Will It Suit Me?word count: 130
Peugeot aims to set a benchmark in the super-large MPV segment with this Traveller model. Though based on the brand's medium-sized Expert van, it also shares its EMP2 platform with some of the French maker's more conventional car models and that, along with sophisticated suspension, means a standard of ride difficult to better in the segment. This model's running cost figures also set a fresh class standard and there's a wider variety of seating permutations than most rivals can offer. Indeed, if you tick all the right boxes, your Traveller could take as many as nine people. On paper at least, larger families seeking a relaxed, connected and very spacious ownership experience could well find a lot to interest them here. With that in mind, I thought I'd try one.

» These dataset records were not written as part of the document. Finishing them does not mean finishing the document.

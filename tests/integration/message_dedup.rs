//! Integration tests for optimistic message sends.
//!
//! A sent message shows up at once under a `local-` id. The remote echo
//! carries a different, server-assigned id and must replace the optimistic
//! copy rather than sit next to it.

#![allow(
    clippy::expect_used,
    clippy::unwrap_used,
    clippy::missing_panics_doc,
    clippy::future_not_send
)]

use std::sync::Arc;
use std::time::Duration;

use chrono::{TimeDelta, Utc};
use parking_lot::Mutex;
use serde_json::json;

use opsync::client::{ClientOptions, SyncClient};
use opsync::identity::Identity;
use opsync::peer::bus::{BusPeer, PeerBus};
use opsync::remote::memory::MemoryRemote;
use opsync::store::{DurableStore, RecordKind};
use opsync::sync::SyncEvent;
use opsync_proto::remote::Table;
use opsync_proto::{Message, MessageKind, stamp};

type Client = SyncClient<MemoryRemote, BusPeer>;

const DESK_ID: &str = "0190d1b2-7c4e-7a11-9f00-1234567890ab";

fn make_client(
    identity: Identity,
    remote: Option<Arc<MemoryRemote>>,
    peer: Option<Arc<BusPeer>>,
) -> Client {
    SyncClient::new(
        identity,
        Arc::new(DurableStore::in_memory().unwrap()),
        ClientOptions::default(),
        remote,
        peer,
    )
}

fn desk() -> Identity {
    Identity::new(DESK_ID, "Front Desk", "reception")
}

async fn wait_until(mut check: impl FnMut() -> bool) -> bool {
    let deadline = tokio::time::Instant::now() + Duration::from_secs(2);
    while tokio::time::Instant::now() < deadline {
        if check() {
            return true;
        }
        tokio::time::sleep(Duration::from_millis(10)).await;
    }
    check()
}

fn message_row(sender_id: Option<&str>, content: &str, at: chrono::DateTime<Utc>) -> serde_json::Value {
    json!({
        "content": content,
        "sender_id": sender_id,
        "sender_name": "Someone",
        "sender_role": "printer",
        "recipient_id": null,
        "message_type": "text",
        "created_at": stamp::format(&at),
        "is_read": false
    })
}

#[tokio::test]
async fn echo_replaces_optimistic_copy() {
    let remote = Arc::new(MemoryRemote::new());
    let client = make_client(desk(), Some(Arc::clone(&remote)), None);
    client.start().await;

    let events = Arc::new(Mutex::new(Vec::new()));
    let sink = Arc::clone(&events);
    let _sub = client.subscribe_messages(move |e: &SyncEvent<Message>| sink.lock().push(e.clone()));

    let me = client.identity().clone();
    let sent = client
        .send_message("albums are ready", &me, None, MessageKind::Text)
        .unwrap();
    assert!(sent.is_local());
    assert!(client.settle(Duration::from_secs(2)).await);
    assert!(wait_until(|| client.messages().iter().all(|m| !m.is_local())).await);

    let messages = client.messages();
    assert_eq!(messages.len(), 1);
    assert_eq!(messages[0].content, "albums are ready");
    assert_eq!(messages[0].sender_id.as_deref(), Some(DESK_ID));

    let events = events.lock();
    assert!(events.contains(&SyncEvent::Delete(sent.id.clone())));
    assert_eq!(
        events
            .iter()
            .filter(|e| matches!(e, SyncEvent::Delete(_)))
            .count(),
        1,
        "optimistic copy is withdrawn exactly once"
    );
}

#[tokio::test]
async fn replaced_optimistic_id_leaves_the_store() {
    let remote = Arc::new(MemoryRemote::new());
    let store = Arc::new(DurableStore::in_memory().unwrap());
    let client: Client = SyncClient::new(
        desk(),
        Arc::clone(&store),
        ClientOptions::default(),
        Some(remote),
        None,
    );
    let me = client.identity().clone();
    client
        .send_message("ping", &me, None, MessageKind::Text)
        .unwrap();
    assert!(client.settle(Duration::from_secs(2)).await);

    let stored = store.read_all(RecordKind::Messages).unwrap();
    assert_eq!(stored.len(), 1);
    assert!(!stored[0]["id"].as_str().unwrap().starts_with("local-"));
}

#[tokio::test]
async fn peer_copy_is_reconciled_by_remote_echo() {
    let bus = PeerBus::new();
    let remote = Arc::new(MemoryRemote::new());
    let a = make_client(desk(), Some(Arc::clone(&remote)), Some(Arc::new(bus.join())));
    let b = make_client(
        Identity::new("printer-1", "Printer", "printer"),
        Some(Arc::clone(&remote)),
        Some(Arc::new(bus.join())),
    );
    a.start().await;
    b.start().await;

    let me = a.identity().clone();
    a.send_message("paper jam fixed?", &me, None, MessageKind::Text)
        .unwrap();
    assert!(a.settle(Duration::from_secs(2)).await);

    assert!(wait_until(|| {
        let seen = b.messages();
        seen.len() == 1 && !seen[0].is_local()
    })
    .await);
    assert_eq!(b.messages().len(), 1);
    assert_eq!(a.messages().len(), 1);
    assert_eq!(a.messages()[0].id, b.messages()[0].id);
}

#[tokio::test]
async fn unrelated_message_is_not_merged() {
    let remote = Arc::new(MemoryRemote::new());
    let client = make_client(
        Identity::new("user-1", "Desk", "reception"),
        Some(Arc::clone(&remote)),
        None,
    );
    client.start().await;

    // The send fails, so the optimistic copy stays unconfirmed.
    remote.set_online(false);
    let me = client.identity().clone();
    let sent = client.send_message("ok", &me, None, MessageKind::Text).unwrap();
    assert!(client.settle(Duration::from_secs(2)).await);
    remote.set_online(true);

    // Same content, but from a different (UUID) sender.
    remote.seed(Table::Messages, message_row(Some(DESK_ID), "ok", Utc::now()));
    assert!(wait_until(|| client.messages().len() == 2).await);
    assert!(client.messages().iter().any(|m| m.id == sent.id));

    // The real echo: sender nulled at the remote, same content, same time.
    remote.seed(Table::Messages, message_row(None, "ok", sent.created_at));
    assert!(wait_until(|| client.messages().iter().all(|m| !m.is_local())).await);
    assert_eq!(client.messages().len(), 2);
}

#[tokio::test]
async fn echo_outside_window_is_a_new_message() {
    let remote = Arc::new(MemoryRemote::new());
    let client = make_client(desk(), Some(Arc::clone(&remote)), None);
    client.start().await;

    remote.set_online(false);
    let me = client.identity().clone();
    let sent = client.send_message("late", &me, None, MessageKind::Text).unwrap();
    assert!(client.settle(Duration::from_secs(2)).await);
    remote.set_online(true);

    remote.seed(
        Table::Messages,
        message_row(Some(DESK_ID), "late", sent.created_at + TimeDelta::seconds(30)),
    );
    assert!(wait_until(|| client.messages().len() == 2).await);
    assert!(client.messages().iter().any(|m| m.is_local()));
}

#[tokio::test]
async fn direct_and_group_messages_do_not_match() {
    let remote = Arc::new(MemoryRemote::new());
    let client = make_client(desk(), Some(Arc::clone(&remote)), None);
    client.start().await;

    remote.set_online(false);
    let me = client.identity().clone();
    let sent = client
        .send_message("see me", &me, Some("printer-1"), MessageKind::Text)
        .unwrap();
    assert!(client.settle(Duration::from_secs(2)).await);
    remote.set_online(true);

    // A group message with identical sender and content.
    remote.seed(Table::Messages, message_row(Some(DESK_ID), "see me", sent.created_at));
    assert!(wait_until(|| client.messages().len() == 2).await);
}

Practicalitiesword count: 293
Large, van-based MPVs certainly aren't what they used to be. Take this Peugeot Traveller for example. Though clearly commercially-derived, it's got a bit of style to it, with compact overhangs and a high windowline giving a bit of purpose to the boxy shape. Move to the back and, as you'd expect, the vertically stacked lights flank a tailgate rather than the twin side-hinged rear doors you'd get on an Expert van. The space you get here with all three rows of seats in place obviously varies depending on the bodystyle you've chosen. With the mid-range 'Standard' bodyshape, there's 627mm of length from the back of the third seating row to the tailgate, which means you get 640-litres of cargo space up to the level of the loadbay cover - or as much as 900-litres if you were to load to the roof. A lot of the time of course, you'll be using this Peugeot with only five seats in place - as I did. If on the 'Standard' bodyshape model, you fold the third row backrest onto the seat base, you can increase loading capacity to 1,100-litres - or 1,950-litres loading up to roof height. Enough on luggage space: what's this Peugeot like for people? The model my family and I tried is a 'Business'-trimmed variant, which means there's the no-cost option of the dual front passenger bench that would normally be fitted in an Expert van. The fascia's focal point is found with a smart centrally-situated 7-inch 'Peugeot Connect' colour touchscreen, the most sophisticated I've come across so far in any of the brand's models. It includes a 'Mirror Screen' feature, so you can duplicate your smartphone's display onto the monitor via either the 'Apple CarPlay' or the 'MirrorLink' 'Android Auto' systems.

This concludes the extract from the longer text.